Alexandre Loukachenko a passé 26 ans au pouvoir à la tête de la Biélorussie. Cette ex-république soviétique de 9 millions d’habitants a toujours son KGB, son économie planifiée et sa peine de mort. On le surnomme volontiers “Batka” (petit père) ou le dernier dictateur d’Europe. Les années de présidence Loukachenko pourraient se résumer à cela : anéantissement de toute forme d’opposition et fraudes électorales. Traditionnellement, la Biélorussie est très proche du Kremlin. Pourtant, ces dernières semaines, Alexandre Loukachenko a accusé sans surprise l’UE mais aussi son voisin russe d’ingérence dans la présidentielle.

Minsk-Moscou, une relation de plus en plus compliquée

La relation spéciale entre la Biélorussie et la Russie a du plomb dans l’aile. Pendant la campagne présidentielle, Alexandre Loukachenko a accusé plusieurs fois la Russie d’ingérence dans les affaires intérieures. Pour se rendre compte de cette tension, en juillet dernier, la police biélorusse avait arrêté 33 mercenaires russes du groupe Wagner. Elle les accusait de vouloir mener un coup d’Etat armé contre le Président Loukachenko. En temps normal, les relations entre Minsk et Moscou sont excellentes. Il existe même un traité datant de 1999 qui stipule qu’à terme la Biélorussie sera intégrée à la Russie pour former un seul et même pays. L’origine des tensions entre Alexandre Loukachenko et Vladimir Poutine remonte à 2019 : les deux hommes n’ont pas réussi à s’entendre sur les prix préférentiels des hydrocarbures russes vendus à la Biélorussie.

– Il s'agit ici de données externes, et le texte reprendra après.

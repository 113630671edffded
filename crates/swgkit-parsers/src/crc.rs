//! 32-bit CRC used for path identity and file checksums
//!
//! MSB-first, polynomial `0x04C11DB7`, seeded with all ones and complemented
//! at the end. The lookup table is computed once on first use.
//!
//! Two input profiles exist: object-template identity lowercases the path
//! before hashing, asset-customization identity hashes it verbatim.

use once_cell::sync::Lazy;

/// CRC polynomial
pub const POLYNOMIAL: u32 = 0x04C1_1DB7;

const INITIAL: u32 = 0xFFFF_FFFF;

static TABLE: Lazy<[u32; 256]> = Lazy::new(|| {
    let mut table = [0u32; 256];
    for (i, entry) in table.iter_mut().enumerate() {
        let mut crc = (i as u32) << 24;
        for _ in 0..8 {
            crc = if crc & 0x8000_0000 != 0 {
                (crc << 1) ^ POLYNOMIAL
            } else {
                crc << 1
            };
        }
        *entry = crc;
    }
    table
});

/// Incremental CRC hasher
#[derive(Debug, Clone, Copy)]
pub struct Crc {
    state: u32,
}

impl Crc {
    pub fn new() -> Self {
        Self { state: INITIAL }
    }

    pub fn update(&mut self, bytes: &[u8]) {
        let table = &*TABLE;
        for &b in bytes {
            let index = ((self.state >> 24) ^ u32::from(b)) & 0xFF;
            self.state = table[index as usize] ^ (self.state << 8);
        }
    }

    pub fn finish(&self) -> u32 {
        self.state ^ INITIAL
    }
}

impl Default for Crc {
    fn default() -> Self {
        Self::new()
    }
}

/// CRC of a byte slice
pub fn calculate(bytes: &[u8]) -> u32 {
    let mut crc = Crc::new();
    crc.update(bytes);
    crc.finish()
}

/// Asset-customization identity: the path is hashed as given
pub fn path_checksum(path: &str) -> u32 {
    calculate(path.as_bytes())
}

/// Object-template identity: the path is lowercased first
pub fn template_checksum(path: &str) -> u32 {
    calculate(path.to_ascii_lowercase().as_bytes())
}
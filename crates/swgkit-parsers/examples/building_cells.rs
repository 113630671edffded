/// Example listing the cells of a portal layout with their positions
///
/// This example decodes a `.pob` file, prints every cell with the position
/// reconstructed from portal hardpoints, and checks that re-encoding the
/// layout reproduces the file.

use std::path::PathBuf;

use swgkit_parsers::building;

fn main() -> Result<(), Box<dyn std::error::Error>> {
    let Some(path) = std::env::args().nth(1).map(PathBuf::from) else {
        println!("Usage: cargo run --example building_cells -- <path-to-pob-file>");
        return Ok(());
    };

    let bytes = std::fs::read(&path)?;
    let layout = building::decode(&bytes)?;
    println!(
        "{}: version {}, {} portals, {} cells",
        path.display(),
        layout.version.tag(),
        layout.portals.len(),
        layout.cells.len()
    );

    let positions = layout.cell_positions();
    for (i, cell) in layout.cells.iter().enumerate() {
        match positions.get(&i) {
            Some(p) => println!("  {:>3} {:<24} ({:.2}, {:.2}, {:.2})", i, cell.name, p.x, p.y, p.z),
            None => println!("  {:>3} {:<24} unreachable", i, cell.name),
        }
    }

    if let Some(valid) = building::verify_checksum(&bytes)? {
        println!("Checksum: {}", if valid { "valid" } else { "mismatch" });
    }
    let identical = building::encode(&layout) == bytes;
    println!("Round trip: {}", if identical { "identical" } else { "differs" });
    Ok(())
}
/// LSB-first bit reader over the compressed stream.
///
/// Reads past the end of the source yield zero bits and latch `overflow`.
/// Between calls fewer than eight bits stay buffered, so `pos` always sits
/// on the byte boundary following the partially consumed byte.
pub struct BitReader<'a> {
    src: &'a [u8],
    pos: usize,
    tag: u32,
    bitcount: u32,
    overflow: bool,
}

impl<'a> BitReader<'a> {
    pub const fn new(src: &'a [u8]) -> Self {
        Self {
            src,
            pos: 0,
            tag: 0,
            bitcount: 0,
            overflow: false,
        }
    }

    pub const fn overflowed(&self) -> bool {
        self.overflow
    }

    fn refill(&mut self, num: u32) {
        while self.bitcount < num {
            if let Some(&b) = self.src.get(self.pos) {
                self.tag |= u32::from(b) << self.bitcount;
                self.pos += 1;
            } else {
                self.overflow = true;
            }
            self.bitcount += 8;
        }
    }

    /// Read `num` (at most 16) bits.
    pub fn bits(&mut self, num: u32) -> u32 {
        debug_assert!(num <= 16);
        self.refill(num);
        let v = self.tag & ((1u32 << num) - 1);
        self.tag >>= num;
        self.bitcount -= num;
        v
    }

    /// `base` plus `num` extra bits.
    pub fn bits_base(&mut self, num: u32, base: u32) -> u32 {
        if num == 0 { base } else { base + self.bits(num) }
    }

    /// Drop the buffered partial byte and borrow `len` raw bytes.
    pub fn take_aligned(&mut self, len: usize) -> Option<&'a [u8]> {
        self.tag = 0;
        self.bitcount = 0;
        let end = self.pos.checked_add(len)?;
        let s = self.src.get(self.pos..end)?;
        self.pos = end;
        Some(s)
    }
}

#[cfg(test)]
mod tests {
    use super::*;

    #[test]
    fn reads_lsb_first() {
        let mut r = BitReader::new(&[0b1010_0110, 0xFF]);
        assert_eq!(r.bits(1), 0);
        assert_eq!(r.bits(2), 0b11);
        assert_eq!(r.bits(5), 0b10100);
        assert_eq!(r.bits(8), 0xFF);
        assert!(!r.overflowed());
        assert_eq!(r.bits(1), 0);
        assert!(r.overflowed());
    }

    #[test]
    fn aligned_take_skips_partial_byte() {
        let mut r = BitReader::new(&[0x01, 0xAA, 0xBB]);
        assert_eq!(r.bits(3), 1);
        assert_eq!(r.take_aligned(2), Some(&[0xAA, 0xBB][..]));
        assert_eq!(r.take_aligned(1), None);
    }
}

Depuis, les attaques de Loukachenko contre son homologue russe n’ont fait que croître.

Rencontre bilatérale entre les Présidents Loukachenko (à gauche) et Poutine (à droite), Sotchi, 7 février 2020. Photo : Fre News 24h

Joli coup de poker pour Ignazio Cassis

Selon le DFAE, les relations entre la Suisse et la Biélorussie “n’ont cessé de se renforcer ces dernières années”. En février 2020, quelques semaines avant la fermeture des frontières, le Ministre suisse en charge des affaires étrangères Ignazio Cassis s’était rendu en Biélorussie. Il y avait rencontré son homologue mais aussi le Président Alexandre Loukachenko. Sa visite était aussi l’occasion d’inaugurer l’ambassade de Suisse à Minsk. Pour rappel, le Conseil fédéral avait en mai 2019 décidé “d’élever au rang d’ambassade la représentation helvétique en Biélorussie”. Je ne crois pas que les relations entre les deux pays vont s’effriter à cause des derniers événements. Fermer une ambassade inaugurée en début d’année serait un peu incompréhensible de la part du Conseil fédéral. La Suisse parle à tout le monde, y compris à des pays qui respectent moins les standards démocratiques. Le Ministre Cassis s’est entretenu vendredi matin avec son homologue biélorusse. Et l’après-midi, le citoyen suisse qui était emprisonné a été relâché. Comme quoi, même un pays neutre qui d’habitude ne se fâche avec personne, peut obtenir des résultats concrets en élevant un peu la voix.